SUPERGEN projects encompass fundamental science and address the engineering challenges presented by bioenergy systems, whilst also looking at the broader social and economic impact of them too. The Hub’s core programme of work examines:
- Biomass resources – led by the University of Aberystwyth,
- Pre-treatment and conversion – co-led by Imperial College, Aston and The University of Manchester
- Vectors – led by the University of Bath
- Systems – led by University of Manchester
“At the moment, Bioenergy makes up just 7% of our energy in the UK and it needs to be much, much more. Heat and transport, account for a huge amount of our energy usage – so we are focusing our decarbonisation efforts on these areas.
“In order to meet our Paris commitments of effectively no carbon emissions by 2050, there is much work that needs to be done. Bioenergy has a unique role to play in meeting this commitment.
“That’s why it is so important that Industry, policymakers and academics work together to address these challenges; and why many of our projects take a whole-systems perspective to comprehensively evaluate the potential of emerging technologies.
“We need to be sure that these projects will make a difference, that they meet the standards of the industry, producing energy that is fit for the end user, whilst providing real benefits for the environment and achieving all of this is a way that is practicable and economically viable.”
Complementing her work leading the Bioenergy Hub, Patricia has also been appointed Director of Aston University’s European Bioenergy Research Institute (EBRI), where she will build on the pioneering work of Professor Tony Bridgwater, delivering bioenergy and energy systems research.
Aston is a world-leader in energy research and the European-funded institute is developing this work, collaborating and often leading, on many different European projects. However, the EBRI team also works on bridging the gap between the commercial and academic sectors, showing industrialists and SMEs in the Midlands, the opportunities afforded by the bioenergy sector.
Moving forward, Patricia will broaden the institute’s research focus, making it more outward looking, going beyond the technical aspects of their work to embrace wider sustainability issues. All the while, engaging with a broader range of policymakers, stakeholders and industry partners to communicate their research findings.

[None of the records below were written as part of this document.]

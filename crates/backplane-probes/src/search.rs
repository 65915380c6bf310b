//! Search backend over Elasticsearch's REST API

use std::time::Duration;

use async_trait::async_trait;
use backplane_core::{
    BackendError, BackendKind, BackendProbe, BackendResult, Command, CommandOutput, CommandSpec,
    QueryExecutor, SearchField, Summary, SummaryStatus,
};
use serde::Deserialize;
use serde_json::{json, Value};

use crate::config::{ConfigError, ElasticsearchConfig};
use crate::http::HttpEndpoint;

/// Fields searched when no `IN <field>` clause is given; title hits weigh double
const MULTI_MATCH_FIELDS: [&str; 4] = ["title^2", "content", "category", "author"];

#[derive(Debug, Deserialize)]
struct CountResponse {
    count: u64,
}

#[derive(Debug, Deserialize)]
struct SearchResponse {
    hits: HitsEnvelope,
}

#[derive(Debug, Deserialize)]
struct HitsEnvelope {
    #[serde(default)]
    hits: Vec<Hit>,
}

#[derive(Debug, Deserialize)]
struct Hit {
    #[serde(rename = "_id")]
    id: String,
    #[serde(rename = "_score")]
    score: Option<f64>,
    #[serde(rename = "_source", default)]
    source: Value,
    #[serde(default)]
    highlight: Value,
}

/// Elasticsearch probe and executor
pub struct ElasticsearchBackend {
    name: String,
    index: String,
    probe: HttpEndpoint,
    commands: HttpEndpoint,
    timeout: Duration,
}

impl ElasticsearchBackend {
    pub fn new(
        config: &ElasticsearchConfig,
        timeout: Duration,
        command_timeout: Duration,
    ) -> Result<Self, ConfigError> {
        Ok(Self {
            name: config.name.clone(),
            index: config.index.clone(),
            probe: HttpEndpoint::new(&config.name, &config.url, timeout)?,
            commands: HttpEndpoint::new(&config.name, &config.url, command_timeout)?,
            timeout,
        })
    }
}

/// Build the `_search` request body for a term and optional field
pub fn search_body(term: &str, field: Option<SearchField>) -> Value {
    match field {
        None => json!({
            "query": {
                "multi_match": {
                    "query": term,
                    "fields": MULTI_MATCH_FIELDS,
                }
            },
            "highlight": {
                "fields": { "title": {}, "content": {} }
            }
        }),
        Some(field) => {
            let field = field.as_str();
            json!({
                "query": { "match": { field: term } },
                "highlight": { "fields": { field: {} } }
            })
        }
    }
}

#[async_trait]
impl BackendProbe for ElasticsearchBackend {
    fn name(&self) -> &str {
        &self.name
    }

    fn kind(&self) -> BackendKind {
        BackendKind::Search
    }

    fn probe_timeout(&self) -> Duration {
        self.timeout
    }

    fn primary_metric(&self) -> &'static str {
        "document_count"
    }

    async fn ping(&self) -> BackendResult<()> {
        self.probe.get("/_cluster/health").await.map(|_| ())
    }

    async fn collect_summary(&self) -> BackendResult<Summary> {
        let count: CountResponse = self
            .probe
            .get_json(&format!("/{}/_count", self.index))
            .await?;
        Ok(Summary::new(SummaryStatus::Complete).with_metric("document_count", count.count))
    }
}

#[async_trait]
impl QueryExecutor for ElasticsearchBackend {
    fn kind(&self) -> BackendKind {
        BackendKind::Search
    }

    async fn execute(&self, spec: &CommandSpec) -> BackendResult<CommandOutput> {
        let Command::Search { term, field } = spec.command() else {
            return Err(BackendError::rejected(spec.verb(), "not a search command"));
        };

        tracing::debug!(backend = %self.name, term = %term, "Searching");
        let response: SearchResponse = self
            .commands
            .post_json(
                &format!("/{}/_search", self.index),
                &search_body(term, *field),
            )
            .await?;

        let hits = response
            .hits
            .hits
            .into_iter()
            .map(|hit| {
                json!({
                    "id": hit.id,
                    "score": hit.score,
                    "source": hit.source,
                    "highlight": hit.highlight,
                })
                .to_string()
            })
            .collect();

        Ok(CommandOutput::List(hits))
    }
}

“It’s important that we see beyond the thing that we are most comfortable with and step outside of our comfort zone if we are to achieve our goal of providing a practical renewable energy foundation.”
Seeing more women take up STEM subjects is another aspiration of Patricia’s, recently she chaired an EPSRC panel which chose eleven projects at UK universities aimed at improving equality, diversity and inclusion within engineering and the physical sciences.
In addition, Patricia wants to see the knowledge we’ve gained in Europe be translatable to developing countries. “We need to look at global climate change holistically, and take into account international development issues, helping to improve agricultural practices, energy efficiency and reduce greenhouse gases.
“Providing alternative fuels for people who don’t have secure or easy access to energy sources is a priority – delivering systems that are robust, straightforward and scalable – technology that can be used locally.”
Patricia, it is clear, is committed to using the scientific knowledge that underpins her work to make a difference in the real world.